Le 05 novembre 2020, les organisations de la société civile qui se réunissent pour le suivi de la transparence et de l’effectivité des fonds alloués contre la pandémie du Covid19 , STEF, ont sorti le 3e bulletin d’information sur leurs actions. Cette parution rapporte les observations et les recommandations de la société civile dans le pilotage et la coordination de la lutte contre le COVID19.

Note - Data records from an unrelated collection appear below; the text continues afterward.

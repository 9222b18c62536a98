use crate::error::{Result, SlowWaveError};
use realfft::{num_complex::Complex, RealFftPlanner};

/// Instantaneous phase (radians, 0 at positive peaks) of a real trace via the
/// FFT-based Hilbert transform.
pub fn analytic_phase(x: &[f64]) -> Result<Vec<f64>> {
    let hilbert = hilbert_transform(x)?;
    Ok(x.iter()
        .zip(hilbert.iter())
        .map(|(re, im)| im.atan2(*re))
        .collect())
}

/// Imaginary part of the analytic signal.
pub fn hilbert_transform(x: &[f64]) -> Result<Vec<f64>> {
    let n = x.len();
    if n == 0 {
        return Ok(Vec::new());
    }
    let mut planner = RealFftPlanner::<f64>::new();
    let r2c = planner.plan_fft_forward(n);
    let c2r = planner.plan_fft_inverse(n);

    let mut input = x.to_vec();
    let mut spectrum = r2c.make_output_vec();
    r2c.process(&mut input, &mut spectrum)
        .map_err(|e| SlowWaveError::Transform(e.to_string()))?;

    // rotate positive frequencies by -90 degrees
    for c in spectrum.iter_mut() {
        *c = Complex::new(c.im, -c.re);
    }
    spectrum[0] = Complex::new(0.0, 0.0);
    if n % 2 == 0 {
        let nyquist = spectrum.len() - 1;
        spectrum[nyquist] = Complex::new(0.0, 0.0);
    }

    let mut out = c2r.make_output_vec();
    c2r.process(&mut spectrum, &mut out)
        .map_err(|e| SlowWaveError::Transform(e.to_string()))?;
    let scale = 1.0 / n as f64;
    for v in out.iter_mut() {
        *v *= scale;
    }
    Ok(out)
}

Figurant parmi les piliers du Système National d’Intégrité (SNI), la société civile est un regroupement de citoyens engagés souhaitant apporter un changement positif face aux enjeux relatifs à la bonne gouvernance. Son rôle est d’éduquer, de sensibiliser, de mobiliser les acteurs, de mener des plaidoyers et d’influencer les politiques publiques pour l’intérêt général, de défendre les intérêts des citoyens, d’interpeller toute forme de dérives et de saisir les autorités et juridictions compétentes lorsqu’il le faut. Du fait des impôts et taxes que les citoyens paient, de la liberté d’association accordée par la Constitution, du vote auquel chaque électeur participe et s’est attendu à bénéficier des actions de leaders politiques intègres et compétents, il est tout à fait légitime et légal que la société civile réclame la transparence et la redevabilité dans la gestion des fonds publics, et spécifiquement dans le cadre de la lutte contre la pandémie de COVID19.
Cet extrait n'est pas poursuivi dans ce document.